Your answer is a copy of every line in the records where "aligned" appears.

*** DATA ***

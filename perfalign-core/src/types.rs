//! Core domain types for perfalign
//!
//! ## Terminology
//!
//! | Term | Definition |
//! |------|------------|
//! | **Event** | One file from a writer bucket: a key path plus a raw value block |
//! | **Category** | A family of metrics sharing one schema (OS threads, HTTP requests, ...) |
//! | **Window** | A half-open `[start, end)` interval in epoch millis |
//! | **Writer window** | The bucket the external writer flushed a sample into |
//! | **Reader window** | The fixed interval the reader reports aligned metrics for |
//! | **Snapshot** | The rows of one category for one writer window |

use serde::{Deserialize, Serialize};
use std::fmt;

/// Epoch milliseconds.
pub type Millis = i64;

/// Current wall-clock time in epoch milliseconds.
pub fn now_millis() -> Millis {
    chrono::Utc::now().timestamp_millis()
}

/// Round `ts` down to a multiple of `interval`.
pub fn align_down(ts: Millis, interval: Millis) -> Millis {
    ts - ts.rem_euclid(interval)
}

// ============================================
// Events
// ============================================

/// A raw event read from the writer's bucket directory.
///
/// The key is the file path relative to the bucket (always `/`-separated),
/// the value is the file contents.
#[derive(Debug, Clone, PartialEq, Eq)]
pub struct Event {
    pub key: String,
    pub value: String,
}

impl Event {
    pub fn new(key: impl Into<String>, value: impl Into<String>) -> Self {
        Self {
            key: key.into(),
            value: value.into(),
        }
    }

    /// Key path segments.
    pub fn segments(&self) -> Vec<&str> {
        self.key.split('/').filter(|s| !s.is_empty()).collect()
    }
}

// ============================================
// Windows
// ============================================

/// A half-open time interval `[start, end)`.
#[derive(Debug, Clone, Copy, PartialEq, Eq, Hash, PartialOrd, Ord)]
pub struct Window {
    pub start: Millis,
    pub end: Millis,
}

impl Window {
    pub fn new(start: Millis, end: Millis) -> Self {
        Self { start, end }
    }

    /// The interval-aligned window that contains `ts`.
    pub fn containing(ts: Millis, interval: Millis) -> Self {
        let start = align_down(ts, interval);
        Self::new(start, start + interval)
    }

    pub fn contains(&self, ts: Millis) -> bool {
        ts >= self.start && ts < self.end
    }

    pub fn len(&self) -> Millis {
        self.end - self.start
    }

    pub fn is_empty(&self) -> bool {
        self.end <= self.start
    }

    /// The window of equal length immediately before this one.
    pub fn previous(&self) -> Self {
        Self::new(self.start - self.len(), self.start)
    }
}

impl fmt::Display for Window {
    fn fmt(&self, f: &mut fmt::Formatter<'_>) -> fmt::Result {
        write!(f, "[{}, {})", self.start, self.end)
    }
}

// ============================================
// Categories
// ============================================

/// Metric category. Each category has exactly one processor and one
/// snapshot series in the store.
#[derive(Debug, Clone, Copy, PartialEq, Eq, Hash, PartialOrd, Ord, Serialize, Deserialize)]
#[serde(rename_all = "snake_case")]
pub enum Category {
    /// Per-thread OS resource usage
    OsMetrics,
    /// Shard-level bulk/query/fetch operations (start/finish pairs)
    ShardOperations,
    /// REST layer requests (start/finish pairs)
    HttpRequests,
    /// Cluster-manager task executions (start/finish pairs)
    ClusterManagerTasks,
    /// Per-shard node statistics
    NodeMetrics,
    /// Cluster membership
    ClusterTopology,
}

impl Category {
    pub const ALL: [Category; 6] = [
        Category::OsMetrics,
        Category::ShardOperations,
        Category::HttpRequests,
        Category::ClusterManagerTasks,
        Category::NodeMetrics,
        Category::ClusterTopology,
    ];

    /// Categories whose snapshots are aligned and emitted as metric tables.
    pub const METRICS: [Category; 5] = [
        Category::OsMetrics,
        Category::ShardOperations,
        Category::HttpRequests,
        Category::ClusterManagerTasks,
        Category::NodeMetrics,
    ];

    pub fn as_str(&self) -> &'static str {
        match self {
            Category::OsMetrics => "os_metrics",
            Category::ShardOperations => "shard_operations",
            Category::HttpRequests => "http_requests",
            Category::ClusterManagerTasks => "cluster_manager_tasks",
            Category::NodeMetrics => "node_metrics",
            Category::ClusterTopology => "cluster_topology",
        }
    }

    pub fn display_name(&self) -> &'static str {
        match self {
            Category::OsMetrics => "OS Metrics",
            Category::ShardOperations => "Shard Operations",
            Category::HttpRequests => "HTTP Requests",
            Category::ClusterManagerTasks => "Cluster Manager Tasks",
            Category::NodeMetrics => "Node Metrics",
            Category::ClusterTopology => "Cluster Topology",
        }
    }
}

impl fmt::Display for Category {
    fn fmt(&self, f: &mut fmt::Formatter<'_>) -> fmt::Result {
        f.write_str(self.as_str())
    }
}

impl std::str::FromStr for Category {
    type Err = String;

    fn from_str(s: &str) -> Result<Self, Self::Err> {
        Category::ALL
            .iter()
            .copied()
            .find(|c| c.as_str() == s)
            .ok_or_else(|| format!("unknown category: {}", s))
    }
}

*** End of DATA ***

_PROBLEM SOLUTION_
//! | **Reader window** | The fixed interval the reader reports aligned metrics for |
    /// The interval-aligned window that contains `ts`.
    /// Categories whose snapshots are aligned and emitted as metric tables.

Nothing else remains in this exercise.